**Requirement:** For every line in the records below that holds "Option", make a copy.

--- Data for review ---

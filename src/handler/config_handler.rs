//! The per-connection config protocol handler.
//!
//! Encodes [`ConfigRequest`]s into [`HttpRequest`]s and decodes inbound
//! [`HttpFrame`]s back into [`ConfigResponse`]s, correlating each reply with
//! the request that caused it.
//!
//! # Reply lifecycle
//!
//! ```text
//! Header ──► Content* ──► LastContent          ordinary reply, one response at LastContent
//!
//! Header ──► Content ──► Content ──► …          bucket streaming reply, response at Header,
//!   │          └ split on "\n\n\n\n", push      then one pushed document per record
//!   └ BucketStreamingResponse                  until LastContent completes the stream
//! ```
//!
//! A header for a non-streaming request may arrive while a stream is open.
//! The stream stays open: later body chunks still resolve to the streaming
//! request and are pushed, and the terminal frame ends the newer reply. The
//! stream then ends at the next streaming header or at shutdown.
//!
//! The handler is single-threaded: it is driven by exactly one frame source
//! and never blocks.
//!
//! # Example
//!
//! ```
//! use bytes::Bytes;
//! use configwire_client::handler::ConfigHandler;
//! use configwire_client::message::{ConfigRequest, ConfigResponse};
//! use configwire_client::protocol::{HttpFrame, ReplyHeader, ResponseStatus};
//!
//! let mut handler = ConfigHandler::new("10.0.0.1");
//! let _wire = handler.encode(ConfigRequest::bucket_config("default", ""));
//!
//! let header = HttpFrame::Header(ReplyHeader::new(200, "OK"));
//! assert!(handler.decode(header).unwrap().is_none());
//! let body = HttpFrame::Content(Bytes::from_static(b"{\"nodes\":[]}"));
//! assert!(handler.decode(body).unwrap().is_none());
//!
//! match handler.decode(HttpFrame::last()).unwrap() {
//!     Some(ConfigResponse::BucketConfig(response)) => {
//!         assert_eq!(response.body, "{\"nodes\":[]}");
//!         assert_eq!(response.status, ResponseStatus::Success);
//!     }
//!     other => panic!("unexpected {:?}", other),
//! }
//! ```

use std::sync::Arc;

use super::assembler::ResponseAssembler;
use super::correlator::RequestCorrelator;
use super::publisher::{ConfigStream, StreamPublisher};
use crate::codec::{encode_request, HttpRequest};
use crate::config::HandlerConfig;
use crate::error::{ConfigError, Result};
use crate::message::{
    BucketConfigResponse, BucketStreamingResponse, ConfigRequest, ConfigResponse, FlushResponse,
    GetDesignDocumentsResponse, RequestKind,
};
use crate::protocol::{split_record, HttpFrame, ReplyHeader, ResponseStatus};

/// Status code meaning a flush was accepted but has not finished.
const FLUSH_PENDING_STATUS: u16 = 201;

/// State of an open streaming reply.
struct StreamState {
    /// Present only if the streaming header was a success.
    publisher: Option<StreamPublisher>,
    /// The streaming request the reply's body chunks are attributed to.
    request: Arc<ConfigRequest>,
    /// Cleared once a later non-streaming reply header arrives; the terminal
    /// frame then ends that reply instead of the stream.
    owns_reply: bool,
}

/// Encoder/decoder for one connection to the configuration service.
pub struct ConfigHandler {
    remote_host: String,
    config: HandlerConfig,
    assembler: ResponseAssembler,
    correlator: RequestCorrelator,
    stream: Option<StreamState>,
}

impl ConfigHandler {
    /// Create a handler for a connection to `remote_host` with default settings.
    pub fn new(remote_host: impl Into<String>) -> Self {
        Self::with_config(remote_host, HandlerConfig::default())
    }

    /// Create a handler with custom settings.
    pub fn with_config(remote_host: impl Into<String>, config: HandlerConfig) -> Self {
        Self {
            remote_host: remote_host.into(),
            config,
            assembler: ResponseAssembler::new(),
            correlator: RequestCorrelator::new(),
            stream: None,
        }
    }

    /// Encode a request and register it as outstanding.
    ///
    /// Requests must be written to the transport in the order they are encoded.
    pub fn encode(&mut self, request: ConfigRequest) -> HttpRequest {
        self.encode_shared(Arc::new(request))
    }

    /// Encode a shared request and register it as outstanding.
    pub fn encode_shared(&mut self, request: Arc<ConfigRequest>) -> HttpRequest {
        let http = encode_request(&request, &self.remote_host, &self.config.user_agent);
        tracing::debug!(
            method = %http.method,
            path = %http.path,
            kind = %request.kind(),
            "Encoded config request"
        );
        self.correlator.submit(request);
        http
    }

    /// Process one inbound frame.
    ///
    /// Returns a typed response when the frame completes one: the terminal
    /// frame of an ordinary reply, or the header of a bucket streaming reply.
    /// Partial replies return `Ok(None)`.
    ///
    /// # Errors
    ///
    /// Returns a protocol error for frame sequences that cannot be attributed
    /// to an outstanding request, or a body exceeding `max_body_size`.
    pub fn decode(&mut self, frame: HttpFrame) -> Result<Option<ConfigResponse>> {
        tracing::trace!(kind = frame.kind(), "Inbound frame");

        match frame {
            HttpFrame::Header(header) => self.on_header(header),
            HttpFrame::Content(chunk) => {
                self.on_content(&chunk)?;
                Ok(None)
            }
            HttpFrame::LastContent(trailing) => {
                if !trailing.is_empty() {
                    self.on_content(&trailing)?;
                }
                self.on_last()
            }
        }
    }

    fn on_header(&mut self, header: ReplyHeader) -> Result<Option<ConfigResponse>> {
        let request = self.correlator.current().cloned().ok_or_else(|| {
            ConfigError::Protocol(format!(
                "Reply header ({} {}) with no outstanding request",
                header.status_code, header.reason_phrase
            ))
        })?;

        let status_code = header.status_code;
        self.assembler.on_header(header);

        if request.kind().is_streaming() {
            if let Some(stream) = self.stream.as_ref() {
                tracing::warn!(
                    "Streaming header for {} arrived while config stream for {} was open",
                    request.path(),
                    stream.request.path()
                );
                self.finish_stream();
            }
            return Ok(Some(self.open_stream(status_code)?));
        }

        if let Some(stream) = self.stream.as_mut() {
            if stream.publisher.is_some() {
                // Body chunks still resolve to the stream through the carry-over slot.
                tracing::debug!(
                    next = request.path(),
                    "Reply header arrived while config stream for {} is open",
                    stream.request.path()
                );
                stream.owns_reply = false;
            } else {
                self.finish_stream();
            }
        }
        Ok(None)
    }

    fn open_stream(&mut self, status_code: u16) -> Result<ConfigResponse> {
        let request = self.correlator.dequeue_for_streaming_header().ok_or_else(|| {
            ConfigError::Protocol("Streaming header with no outstanding request".to_string())
        })?;

        let status = ResponseStatus::from_code(status_code);
        let publisher = if status.is_success() {
            tracing::debug!(path = request.path(), "Config stream opened");
            let publisher = StreamPublisher::new(self.config.stream_capacity);
            // Documents sent right behind the header reach the caller's first subscription.
            publisher.park_first_subscriber();
            Some(publisher)
        } else {
            tracing::warn!(
                path = request.path(),
                status_code,
                "Config stream request was not successful"
            );
            None
        };

        let stream = publisher
            .as_ref()
            .map_or_else(ConfigStream::inactive, StreamPublisher::handle);
        self.stream = Some(StreamState {
            publisher,
            request: request.clone(),
            owns_reply: true,
        });

        Ok(ConfigResponse::BucketStreaming(BucketStreamingResponse::new(
            stream,
            self.remote_host.clone(),
            status,
            request,
        )))
    }

    fn on_content(&mut self, chunk: &[u8]) -> Result<()> {
        if !self.assembler.on_body_chunk(chunk) {
            return Err(ConfigError::Protocol(
                "Body chunk with no reply in progress".to_string(),
            ));
        }

        if let Some(stream) = self.stream.as_mut() {
            if self.correlator.carried_over().is_some() {
                if let Some(request) = self.correlator.resolve_stream_chunk() {
                    stream.request = request;
                }
            }

            if let (Some(publisher), Some(buffer)) =
                (stream.publisher.as_ref(), self.assembler.body_mut())
            {
                while let Some(document) = split_record(buffer) {
                    let len = document.len();
                    let delivered = publisher.push(document);
                    tracing::debug!(
                        path = stream.request.path(),
                        len,
                        delivered,
                        "Pushed config document"
                    );
                }
            }
        }

        if self.assembler.body_len() > self.config.max_body_size {
            return Err(ConfigError::Protocol(format!(
                "Reply body of {} bytes exceeds maximum {}",
                self.assembler.body_len(),
                self.config.max_body_size
            )));
        }

        Ok(())
    }

    fn on_last(&mut self) -> Result<Option<ConfigResponse>> {
        if self.stream.as_ref().is_some_and(|stream| stream.owns_reply) {
            self.finish_stream();
            self.assembler.reset();
            return Ok(None);
        }

        let reply = self.assembler.on_terminal().ok_or_else(|| {
            ConfigError::Protocol("Terminal frame with no reply in progress".to_string())
        })?;
        let request = self.correlator.complete_current().ok_or_else(|| {
            ConfigError::Protocol("Reply completed with no outstanding request".to_string())
        })?;

        let status_code = reply.header.status_code;
        let status = ResponseStatus::from_code(status_code);

        let response = match request.kind() {
            RequestKind::BucketConfig => {
                ConfigResponse::BucketConfig(BucketConfigResponse::new(reply.body, status))
            }
            RequestKind::GetDesignDocuments => ConfigResponse::GetDesignDocuments(
                GetDesignDocumentsResponse::new(reply.body, status, request),
            ),
            RequestKind::Flush => ConfigResponse::Flush(FlushResponse::new(
                status_code != FLUSH_PENDING_STATUS,
                reply.body,
                status,
            )),
            RequestKind::BucketStreaming => {
                return Err(ConfigError::Protocol(format!(
                    "Streaming request {} completed without a stream",
                    request.path()
                )));
            }
        };

        Ok(Some(response))
    }

    /// Complete any open stream and drop the reply in progress.
    ///
    /// Runs automatically on drop. Outstanding requests stay queued; use
    /// [`ConfigHandler::drain_pending`] to take them.
    pub fn shutdown(&mut self) {
        self.finish_stream();
        self.assembler.reset();
    }

    /// Complete the open stream, if any, and release its carry-over slot.
    fn finish_stream(&mut self) {
        if let Some(mut stream) = self.stream.take() {
            if let Some(mut publisher) = stream.publisher.take() {
                publisher.complete();
                tracing::debug!(path = stream.request.path(), "Config stream completed");
            }
        }
        self.correlator.clear_carried_over();
    }

    /// Remove and return every outstanding request in submission order.
    pub fn drain_pending(&mut self) -> Vec<Arc<ConfigRequest>> {
        self.correlator.drain()
    }

    /// Check if a live config stream is open.
    pub fn is_streaming(&self) -> bool {
        self.stream
            .as_ref()
            .is_some_and(|stream| stream.publisher.is_some())
    }

    /// Request the open streaming reply is attributed to.
    pub fn stream_request(&self) -> Option<&Arc<ConfigRequest>> {
        self.stream.as_ref().map(|stream| &stream.request)
    }

    /// Number of requests awaiting a reply.
    pub fn pending(&self) -> usize {
        self.correlator.pending()
    }

    /// Remote host this handler was created for.
    pub fn remote_host(&self) -> &str {
        &self.remote_host
    }
}

impl Drop for ConfigHandler {
    fn drop(&mut self) {
        self.shutdown();
    }
}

---

**Result:**
    publisher: Option<StreamPublisher>,
    stream: Option<StreamState>,
    pub fn decode(&mut self, frame: HttpFrame) -> Result<Option<ConfigResponse>> {
    fn on_header(&mut self, header: ReplyHeader) -> Result<Option<ConfigResponse>> {
    fn on_last(&mut self) -> Result<Option<ConfigResponse>> {
    pub fn stream_request(&self) -> Option<&Arc<ConfigRequest>> {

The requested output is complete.